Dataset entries

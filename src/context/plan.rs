//! The planning entry point and its mode-specific strategies.
//!
//! `Context::plan` validates options, checks version requirements, and
//! merges variables before dispatching on the plan mode. All three modes
//! funnel into `plan_walk`, which owns the shared machinery: schema
//! resolution, the pre-walk move rewrite, graph construction, the walk
//! itself, and post-walk move validation.

use tracing::{debug, instrument};

use super::{Context, GraphWalkOpts};
use crate::config::Config;
use crate::diagnostics::{Diagnostic, Diagnostics};
use crate::graph::builder::target_covers_resource;
use crate::graph::{DestroyPlanGraphBuilder, GraphBuild, PlanGraphBuilder, WalkOperation};
use crate::plan::{Changes, DynamicValue, Plan, PlanMode, PlanOpts};
use crate::refactoring::{apply_moves, find_move_statements, validate_moves};
use crate::state::State;
use crate::vars::{check_input_variables, merge_default_input_variable_values};
use crate::version::check_core_version_requirements;

impl Context {
    /// Plan the changes needed to converge on `config`, starting from
    /// `prev_run_state`.
    ///
    /// Degenerate callers may pass `None` for either input; both
    /// normalize to empty. On success the returned plan carries the
    /// proposed changes, both final state snapshots, and the serialized
    /// variable values. Errors before or during the walk return no plan;
    /// a variable value that fails to serialize afterwards only records
    /// an error and omits itself from the plan.
    #[instrument(skip_all)]
    pub async fn plan(
        &self,
        config: Option<&Config>,
        prev_run_state: Option<&State>,
        opts: Option<PlanOpts>,
    ) -> (Option<Plan>, Diagnostics) {
        let _run = self.acquire_run("plan").await;

        let empty_config = Config::empty();
        let config = config.unwrap_or(&empty_config);
        let empty_state = State::new();
        let prev_run_state = prev_run_state.unwrap_or(&empty_state);
        let opts = opts.unwrap_or_default();

        // A module written for a newer engine would fail in confusing
        // ways further in, so this check alone is fatal immediately.
        let mut diags = check_core_version_requirements(config);
        if diags.has_errors() {
            return (None, diags);
        }

        if opts.mode == PlanMode::RefreshOnly && opts.skip_refresh {
            diags.append(Diagnostic::bug(
                "Incompatible plan options",
                "Cannot skip refreshing in refresh-only mode.",
            ));
        }
        if opts.mode != PlanMode::Normal {
            for addr in &opts.force_replace {
                diags.append(Diagnostic::error(
                    "Unsupported plan option",
                    format!(
                        "Forcing the replacement of {addr} is allowed only in normal \
                         planning mode."
                    ),
                ));
            }
        }
        if diags.has_errors() {
            return (None, diags);
        }

        let variables =
            merge_default_input_variable_values(opts.set_variables.clone(), &config.module.variables);
        diags.extend(check_input_variables(&config.module.variables, &variables));
        if diags.has_errors() {
            return (None, diags);
        }

        if !opts.targets.is_empty() {
            diags.append(Diagnostic::warning(
                "Resource targeting is in effect",
                "You are creating a plan that targets specific resources. Targeting is \
                 meant for exceptional recovery situations only; the resulting state \
                 will be incomplete until a full plan is applied.",
            ));
        }

        let (plan, plan_diags) = match opts.mode {
            PlanMode::Normal => self.plan_normal(config, prev_run_state, &opts).await,
            PlanMode::RefreshOnly => self.refresh_only_plan(config, prev_run_state, &opts).await,
            PlanMode::Destroy => self.destroy_plan(config, prev_run_state, &opts).await,
        };
        diags.extend(plan_diags);
        if diags.has_errors() {
            return (None, diags);
        }
        let Some(mut plan) = plan else {
            return (None, diags);
        };

        diags.extend(record_variable_values(&variables, &mut plan));

        plan.target_addrs = opts.targets.clone();
        plan.provider_fingerprints = self.provider_fingerprints.clone();

        (Some(plan), diags)
    }

    async fn plan_normal(
        &self,
        config: &Config,
        prev_run_state: &State,
        opts: &PlanOpts,
    ) -> (Option<Plan>, Diagnostics) {
        let (mut plan, diags) = self.plan_walk(config, prev_run_state, opts).await;
        if let Some(plan) = plan.as_mut() {
            // Placeholders for pending creates exist only for the walk's
            // benefit; the prior state must describe real objects only.
            plan.prior_state.remove_planned_resource_instance_objects();
        }
        (plan, diags)
    }

    async fn refresh_only_plan(
        &self,
        config: &Config,
        prev_run_state: &State,
        opts: &PlanOpts,
    ) -> (Option<Plan>, Diagnostics) {
        let (mut plan, mut diags) = self.plan_walk(config, prev_run_state, opts).await;
        if let Some(plan) = plan.as_mut() {
            if !plan.changes.is_empty() {
                for change in &plan.changes.resources {
                    debug!(
                        addr = %change.addr,
                        deposed = %change.deposed_key,
                        action = %change.action,
                        "refresh-only plan proposed a change"
                    );
                }
                diags.append(Diagnostic::bug(
                    "Invalid refresh-only plan",
                    "The refresh-only plan includes resource changes, but a refresh-only \
                     plan must never propose any.",
                ));
            }
            plan.prior_state.remove_planned_resource_instance_objects();
        }
        (plan, diags)
    }

    /// Destroy planning runs in two phases: first a normal-mode plan to
    /// refresh state (unless refreshing is skipped), then the destroy
    /// walk itself. The destroy walk starts from the caller's state as
    /// given, which may be stale; the final plan carries the refresh
    /// phase's state snapshots so it still reports refreshed reality.
    async fn destroy_plan(
        &self,
        config: &Config,
        prev_run_state: &State,
        opts: &PlanOpts,
    ) -> (Option<Plan>, Diagnostics) {
        let mut diags = Diagnostics::new();
        let mut refresh_phase: Option<Plan> = None;

        if !opts.skip_refresh {
            debug!("refreshing state before destroy planning");
            let mut refresh_opts = opts.clone();
            refresh_opts.mode = PlanMode::Normal;
            let (plan, refresh_diags) =
                self.plan_normal(config, prev_run_state, &refresh_opts).await;
            if refresh_diags.has_errors() {
                diags.extend(refresh_diags);
                return (None, diags);
            }
            diags.extend(refresh_diags);
            refresh_phase = plan;
        }

        let (plan, walk_diags) = self.plan_walk(config, prev_run_state, opts).await;
        diags.extend(walk_diags);
        if diags.has_errors() {
            return (None, diags);
        }
        let Some(mut plan) = plan else {
            return (None, diags);
        };

        if let Some(refresh_phase) = refresh_phase {
            // The destroy walk started from the possibly stale input
            // state; the plan must report the refreshed reality instead.
            plan.prior_state = refresh_phase.prior_state;
            plan.prev_run_state = refresh_phase.prev_run_state;
        }
        (Some(plan), diags)
    }

    /// The shared walk machinery behind every plan mode.
    async fn plan_walk(
        &self,
        config: &Config,
        prev_run_state: &State,
        opts: &PlanOpts,
    ) -> (Option<Plan>, Diagnostics) {
        let mut diags = Diagnostics::new();
        debug!(mode = %opts.mode, "building and walking plan graph");

        let schemas = match self.schema_source.schemas(config, Some(prev_run_state)) {
            Ok(schemas) => schemas,
            Err(schema_diags) => {
                diags.extend(schema_diags);
                return (None, diags);
            }
        };

        // Rewrite moved resource addresses before anything reads the
        // state; nodes and post-walk validation both consume the results.
        let mut prev_run_state = prev_run_state.deep_copy();
        let move_stmts = find_move_statements(config);
        let move_results = apply_moves(&move_stmts, &mut prev_run_state);

        if !opts.targets.is_empty() {
            // TODO: refuse to plan when the targets exclude the
            // destination of a move statement; the state rewrite has
            // already happened but the destination resource will not be
            // planned, leaving the move half applied.
            for stmt in &move_stmts {
                if !target_covers_resource(&opts.targets, &stmt.to) {
                    debug!(from = %stmt.from, to = %stmt.to, "move destination excluded by targeting");
                }
            }
        }

        let (graph, build_diags) = match opts.mode {
            PlanMode::Normal | PlanMode::RefreshOnly => PlanGraphBuilder {
                config: config.clone(),
                state: prev_run_state.deep_copy(),
                schemas,
                targets: opts.targets.clone(),
                force_replace: opts.force_replace.clone(),
                skip_refresh: opts.skip_refresh,
                skip_plan_changes: opts.mode == PlanMode::RefreshOnly,
            }
            .build(),
            PlanMode::Destroy => DestroyPlanGraphBuilder {
                config: config.clone(),
                state: prev_run_state.deep_copy(),
                schemas,
                targets: opts.targets.clone(),
            }
            .build(),
        };
        diags.extend(build_diags);
        if diags.has_errors() {
            return (None, diags);
        }

        let operation = if opts.mode == PlanMode::Destroy {
            WalkOperation::PlanDestroy
        } else {
            WalkOperation::Plan
        };
        let variables = merge_default_input_variable_values(
            opts.set_variables.clone(),
            &config.module.variables,
        );
        let walk_opts = GraphWalkOpts {
            input_state: prev_run_state,
            changes: Changes::new().sync_wrapper(),
            root_variable_values: variables,
            move_results,
        };

        let (walker, walk_diags) = self.walk(&graph, operation, walk_opts).await;
        diags.extend(walker.take_non_fatal());
        diags.extend(walk_diags);
        diags.extend(validate_moves(
            &move_stmts,
            config,
            &walker.expander.all_instances(),
        ));

        let plan = Plan {
            mode: opts.mode,
            changes: walker.changes.clone().close(),
            prior_state: walker.close_refresh_state(),
            prev_run_state: walker.close_prev_run_state(),
            ..Plan::default()
        };
        (Some(plan), diags)
    }
}

/// Serialize the variable values into the plan so a later apply can
/// reconstruct the run exactly. A value that fails to serialize records
/// an error diagnostic and omits itself; the plan itself survives.
pub(super) fn record_variable_values(
    variables: &crate::vars::InputValues,
    plan: &mut Plan,
) -> Diagnostics {
    let mut diags = Diagnostics::new();
    let mut names: Vec<&String> = variables.keys().collect();
    names.sort();
    for name in names {
        match DynamicValue::from_value(&variables[name].value) {
            Ok(dv) => {
                plan.variable_values.insert(name.clone(), dv);
            }
            Err(err) => {
                diags.append(Diagnostic::error(
                    "Failed to prepare variable value for plan",
                    format!(
                        "The value for variable {name:?} could not be serialized to \
                         store in the plan: {err}."
                    ),
                ));
            }
        }
    }
    diags
}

▸ DESCRIPTION OF THE TASK: Could you retype exactly the lines above, starting at the line that contains "All three modes" and ending at the line that contains "use crate::graph::builder::target_covers_resource;", and nothing more?

▸ SOLUTION TO THE EXERCISE:
//! merges variables before dispatching on the plan mode. All three modes
//! funnel into `plan_walk`, which owns the shared machinery: schema
//! resolution, the pre-walk move rewrite, graph construction, the walk
//! itself, and post-walk move validation.

use tracing::{debug, instrument};

use super::{Context, GraphWalkOpts};
use crate::config::Config;
use crate::diagnostics::{Diagnostic, Diagnostics};
use crate::graph::builder::target_covers_resource;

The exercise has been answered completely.